Livro raro de uma das preciosidades mais bem guardadas da literatura brasileira, a carioca Chrysanthème (1870-1948), autora importante do início do século XX, uma das pioneiras ao levar as causas feministas para a literatura. Enervadas, um romance de 1922 , contém passagens de críticas veementes contra a submissão e os limites à liberdade reservados às mulheres, além de ser uma divertida crônica sobre as classes abastadas do Rio de Janeiro na República Velha.
Moderna e dona de ‚um temperamento inimigo da fixidez e da banalidade‘, a protagonista Lúcia recebe, no primeiro capítulo do livro, o diagnóstico médico de que é uma ‚enervada‘, categoria na qual a ciência da época reunia uma ampla gama de mulheres insatisfeitas. O plural do título se refere também às amigas de Lúcia, que considera suas semelhantes. A protagonista, no entanto, questiona o diagnóstico: ser ‚enervada‘ significaria apenas ter desejo de beijar esse médico, a quem confessa seus ‚gostos, sonhos e temperamentos‘? ‚Certamente que não‘, diz ela. ‚Isso é ser-se humano e mais nada.‘
O romance recua, em forma de diário, à vida amorosa da protagonista curiosa e sexualmente livre. Atraída pelos dotes de dançarino de um funcionário do Ministério do Exterior, casa-se com ele, mas logo se entedia e, ao ver-se explorada, segue-se a inevitável separação. Ao longo da narrativa, sucedem-se flertes e romances, entremeados por uma vida social intensa e algum consumo de morfina. Lúcia compartilha dúvidas e insatisfações com amigas fiéis: Maria Helena, lésbica; Laura, namoradeira em série; Magdalena, cocainômana; e Margarida, satisfeita mãe de muitos filhos.
Über den Autor
Chrysanthème é o pseudônimo da carioca Maria Cecília Bandeira de Melo Vasconcelos (1870-1948). A escritora, hoje praticamente desconhecida, é a autora de uma vasta produção literária nas décadas de 1920 e 1930, composta por romances, crônicas, livros infantis, peças de teatro e ensaios. Dos 16 livros que publicou, conservaram-se raros exemplares — como é o caso deste Enervadas, lançado em 1922, que, ao que tudo indica, nunca recebeu uma segunda edição. Na obra de Chrysanthème, destacam-se as personagens femininas que questionavam os papéis tradicionalmente impostos à mulher na sociedade da época.

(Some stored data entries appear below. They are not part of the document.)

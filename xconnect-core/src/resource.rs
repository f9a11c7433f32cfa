//! Resource - Representing resources and their state

use std::collections::HashMap;

/// Unique identifier for a resource
#[derive(Debug, Clone, PartialEq, Eq, Hash)]
pub struct ResourceId {
    /// Resource type (e.g., "aws_vxc", "private_vxc")
    pub resource_type: String,
    /// Resource name (label given by the host runtime)
    pub name: String,
}

impl ResourceId {
    pub fn new(resource_type: impl Into<String>, name: impl Into<String>) -> Self {
        Self {
            resource_type: resource_type.into(),
            name: name.into(),
        }
    }
}

impl std::fmt::Display for ResourceId {
    fn fmt(&self, f: &mut std::fmt::Formatter<'_>) -> std::fmt::Result {
        write!(f, "{}.{}", self.resource_type, self.name)
    }
}

/// Attribute value of a resource
#[derive(Debug, Clone, PartialEq)]
pub enum Value {
    String(String),
    Int(i64),
    Bool(bool),
    List(Vec<Value>),
    /// Nested block (e.g., one end of a connection)
    Map(HashMap<String, Value>),
}

impl Value {
    pub fn as_str(&self) -> Option<&str> {
        match self {
            Value::String(s) => Some(s),
            _ => None,
        }
    }

    pub fn as_int(&self) -> Option<i64> {
        match self {
            Value::Int(i) => Some(*i),
            _ => None,
        }
    }

    pub fn as_map(&self) -> Option<&HashMap<String, Value>> {
        match self {
            Value::Map(m) => Some(m),
            _ => None,
        }
    }
}

impl From<&str> for Value {
    fn from(s: &str) -> Self {
        Value::String(s.to_string())
    }
}

impl From<String> for Value {
    fn from(s: String) -> Self {
        Value::String(s)
    }
}

impl From<i64> for Value {
    fn from(i: i64) -> Self {
        Value::Int(i)
    }
}

impl From<bool> for Value {
    fn from(b: bool) -> Self {
        Value::Bool(b)
    }
}

/// Desired state declared by the host runtime
#[derive(Debug, Clone, PartialEq)]
pub struct Resource {
    pub id: ResourceId,
    pub attributes: HashMap<String, Value>,
}

impl Resource {
    pub fn new(resource_type: impl Into<String>, name: impl Into<String>) -> Self {
        Self {
            id: ResourceId::new(resource_type, name),
            attributes: HashMap::new(),
        }
    }

    pub fn with_attribute(mut self, key: impl Into<String>, value: Value) -> Self {
        self.attributes.insert(key.into(), value);
        self
    }
}

/// Current state fetched from actual infrastructure
#[derive(Debug, Clone, PartialEq)]
pub struct State {
    pub id: ResourceId,
    /// Remote identifier assigned on creation (e.g., a product UID)
    pub identifier: Option<String>,
    pub attributes: HashMap<String, Value>,
    /// Whether this state exists
    pub exists: bool,
}

impl State {
    /// State of a resource that does not exist remotely. The identifier is
    /// cleared so the host forgets the remote mapping.
    pub fn not_found(id: ResourceId) -> Self {
        Self {
            id,
            identifier: None,
            attributes: HashMap::new(),
            exists: false,
        }
    }

    pub fn existing(id: ResourceId, attributes: HashMap<String, Value>) -> Self {
        Self {
            id,
            identifier: None,
            attributes,
            exists: true,
        }
    }

    pub fn with_identifier(mut self, identifier: impl Into<String>) -> Self {
        self.identifier = Some(identifier.into());
        self
    }
}
//! Schema - Describe the attributes of a resource type
//!
//! Providers publish a schema per resource type so the host (and the differ)
//! know which attributes are server-assigned and which ones cannot change
//! after creation.

use std::collections::HashMap;
use std::fmt;

/// Attribute type
#[derive(Debug, Clone, PartialEq)]
pub enum AttributeType {
    String,
    Int,
    Bool,
    /// Enum (list of allowed values, compared case-insensitively)
    Enum(Vec<String>),
    /// Nested block with its own attributes
    Block(Vec<AttributeSchema>),
}

impl fmt::Display for AttributeType {
    fn fmt(&self, f: &mut fmt::Formatter<'_>) -> fmt::Result {
        match self {
            AttributeType::String => write!(f, "String"),
            AttributeType::Int => write!(f, "Int"),
            AttributeType::Bool => write!(f, "Bool"),
            AttributeType::Enum(variants) => write!(f, "Enum({})", variants.join(" | ")),
            AttributeType::Block(_) => write!(f, "Block"),
        }
    }
}

/// Attribute schema
#[derive(Debug, Clone, PartialEq)]
pub struct AttributeSchema {
    pub name: String,
    pub attr_type: AttributeType,
    pub required: bool,
    /// Filled in by the remote system when left unset
    pub computed: bool,
    /// Cannot be changed after creation; a change requires replacement
    pub force_new: bool,
    pub description: Option<String>,
}

impl AttributeSchema {
    pub fn new(name: impl Into<String>, attr_type: AttributeType) -> Self {
        Self {
            name: name.into(),
            attr_type,
            required: false,
            computed: false,
            force_new: false,
            description: None,
        }
    }

    pub fn required(mut self) -> Self {
        self.required = true;
        self
    }

    pub fn computed(mut self) -> Self {
        self.computed = true;
        self
    }

    pub fn force_new(mut self) -> Self {
        self.force_new = true;
        self
    }

    pub fn with_description(mut self, desc: impl Into<String>) -> Self {
        self.description = Some(desc.into());
        self
    }
}

/// Resource schema
#[derive(Debug, Clone, Default)]
pub struct ResourceSchema {
    pub resource_type: String,
    pub attributes: HashMap<String, AttributeSchema>,
    pub description: Option<String>,
}

impl ResourceSchema {
    pub fn new(resource_type: impl Into<String>) -> Self {
        Self {
            resource_type: resource_type.into(),
            attributes: HashMap::new(),
            description: None,
        }
    }

    pub fn attribute(mut self, schema: AttributeSchema) -> Self {
        self.attributes.insert(schema.name.clone(), schema);
        self
    }

    pub fn with_description(mut self, desc: impl Into<String>) -> Self {
        self.description = Some(desc.into());
        self
    }

    /// Look up an attribute by dotted path (e.g., "a_end.product_uid")
    pub fn lookup(&self, path: &str) -> Option<&AttributeSchema> {
        let mut segments = path.split('.');
        let mut current = self.attributes.get(segments.next()?)?;
        for segment in segments {
            let AttributeType::Block(children) = &current.attr_type else {
                return None;
            };
            current = children.iter().find(|c| c.name == segment)?;
        }
        Some(current)
    }

    /// Whether changing the attribute at `path` forces replacement
    pub fn is_force_new(&self, path: &str) -> bool {
        self.lookup(path).is_some_and(|a| a.force_new)
    }
}

#[cfg(test)]
mod tests {
    use super::*;

    fn connection_schema() -> ResourceSchema {
        ResourceSchema::new("vxc")
            .attribute(AttributeSchema::new("name", AttributeType::String).required())
            .attribute(
                AttributeSchema::new(
                    "a_end",
                    AttributeType::Block(vec![
                        AttributeSchema::new("product_uid", AttributeType::String)
                            .required()
                            .force_new(),
                        AttributeSchema::new("vlan", AttributeType::Int).computed(),
                    ]),
                )
                .required(),
            )
    }

    #[test]
    fn lookup_nested_attribute() {
        let schema = connection_schema();
        let vlan = schema.lookup("a_end.vlan").unwrap();
        assert!(vlan.computed);
        assert!(schema.lookup("a_end.missing").is_none());
        assert!(schema.lookup("name.inner").is_none());
    }

    #[test]
    fn force_new_only_for_marked_paths() {
        let schema = connection_schema();
        assert!(schema.is_force_new("a_end.product_uid"));
        assert!(!schema.is_force_new("a_end.vlan"));
        assert!(!schema.is_force_new("name"));
        assert!(!schema.is_force_new("unknown"));
    }

    #[test]
    fn enum_display() {
        let t = AttributeType::Enum(vec!["private".to_string(), "public".to_string()]);
        assert_eq!(t.to_string(), "Enum(private | public)");
    }
}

Seu pioneirismo na escrita de mulheres no Brasil foi precedido pela mãe, Emília Moncorvo Bandeira de Melo, que assumiu, em O Paiz, sob o pseudônimo de Carmen Dolores, a coluna de crônicas de Machado de Assis. O pseudônimo Chrysanthème, que às vezes se apresentava como Madame Chrysantème, veio do popular romance homônimo do francês Pierre Loti, que ironicamente descrevia o amor de uma submissa gueixa.